§ Task:
Check each line of the entries for "index" and report the ones that have it.

• • • • •

use crate::algorithms::context::ChainContext;
use crate::constants::{CODON_LENGTH, GAP, START_RESIDUE, STOP_RESIDUE};
use crate::hit::Hit;
use crate::splice::profile::CodonExtension;
use crate::types::OrientedSpan;

/// Residues by which a first-part hit moves to reach a start codon.
///
/// Positive values extend upstream to the `M` of `upstream` whose alignment
/// with the missing query prefix is best; negative values shorten the hit to
/// its first internal `M`.
fn start_offset(ctx: &ChainContext<'_>, hit: &Hit, span: OrientedSpan, upstream: &[u8]) -> i64 {
    let aligned = &hit.aligned_target;
    if aligned.first() == Some(&START_RESIDUE) && hit.query_start == 1 {
        return 0;
    }

    if upstream.contains(&START_RESIDUE) {
        let protein = ctx.transcript.part(hit.part).protein.as_bytes();
        let missing: Vec<u8> = protein[..(hit.query_start - 1).min(protein.len())]
            .iter()
            .rev()
            .copied()
            .collect();
        // nearest residue first
        let reversed: Vec<u8> = upstream.iter().rev().copied().collect();

        let mut best = (aligned.first() == Some(&START_RESIDUE))
            .then(|| (-ctx.aligner.gap_cost(missing.len()), -1_i64));
        for (index, _) in reversed
            .iter()
            .enumerate()
            .filter(|(_, &r)| r == START_RESIDUE)
        {
            let score = ctx.aligner.global_score(&missing, &reversed[..=index]);
            if best.map_or(true, |(value, _)| score > value) {
                best = Some((score, index as i64));
            }
        }
        return best.map_or(0, |(_, index)| index + 1);
    }

    match aligned.iter().position(|&r| r == START_RESIDUE) {
        Some(column) if column > 0 => {
            let gaps = aligned[..column].iter().filter(|&&r| r == GAP).count();
            let residues = (column - gaps) as i64;
            if span.len() > CODON_LENGTH * residues {
                -residues
            } else {
                0
            }
        }
        _ => 0,
    }
}

/// Start-codon extension of a hit of the first part.
pub(crate) fn start_extension(
    ctx: &ChainContext<'_>,
    hit: &Hit,
    span: OrientedSpan,
    upstream: &[u8],
) -> CodonExtension {
    let offset = start_offset(ctx, hit, span, upstream);
    let dna = ctx.contig.fetch(span.start - CODON_LENGTH * offset, span.end);
    let translation = ctx.code.translate_lenient(&dna);
    let protein = ctx.transcript.part(hit.part).protein.as_bytes();
    let query = &protein[..hit.query_end.min(protein.len())];
    CodonExtension {
        offset,
        score: ctx.aligner.global_score(query, &translation) - hit.score,
        first_residue: translation.first().copied(),
    }
}

/// Stop-codon extension of a hit of the last part.
pub(crate) fn stop_extension(
    ctx: &ChainContext<'_>,
    hit: &Hit,
    span: OrientedSpan,
    downstream: &[u8],
) -> CodonExtension {
    let reaches_stop = hit.aligned_target.last() != Some(&STOP_RESIDUE)
        && downstream.last() == Some(&STOP_RESIDUE);
    if !reaches_stop {
        return CodonExtension {
            offset: 0,
            score: 0,
            first_residue: None,
        };
    }

    let offset = downstream.len() as i64;
    let dna = ctx
        .contig
        .fetch(span.start, span.end + CODON_LENGTH * offset);
    let translation = ctx.code.translate_lenient(&dna);
    let protein = ctx.transcript.part(hit.part).protein.as_bytes();
    let query = &protein[(hit.query_start - 1).min(protein.len())..];
    CodonExtension {
        offset,
        score: ctx.aligner.global_score(query, &translation) - hit.score,
        first_residue: None,
    }
}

• • • • •

§ Answer for this exercise:
        for (index, _) in reversed
            let score = ctx.aligner.global_score(&missing, &reversed[..=index]);
                best = Some((score, index as i64));
        return best.map_or(0, |(_, index)| index + 1);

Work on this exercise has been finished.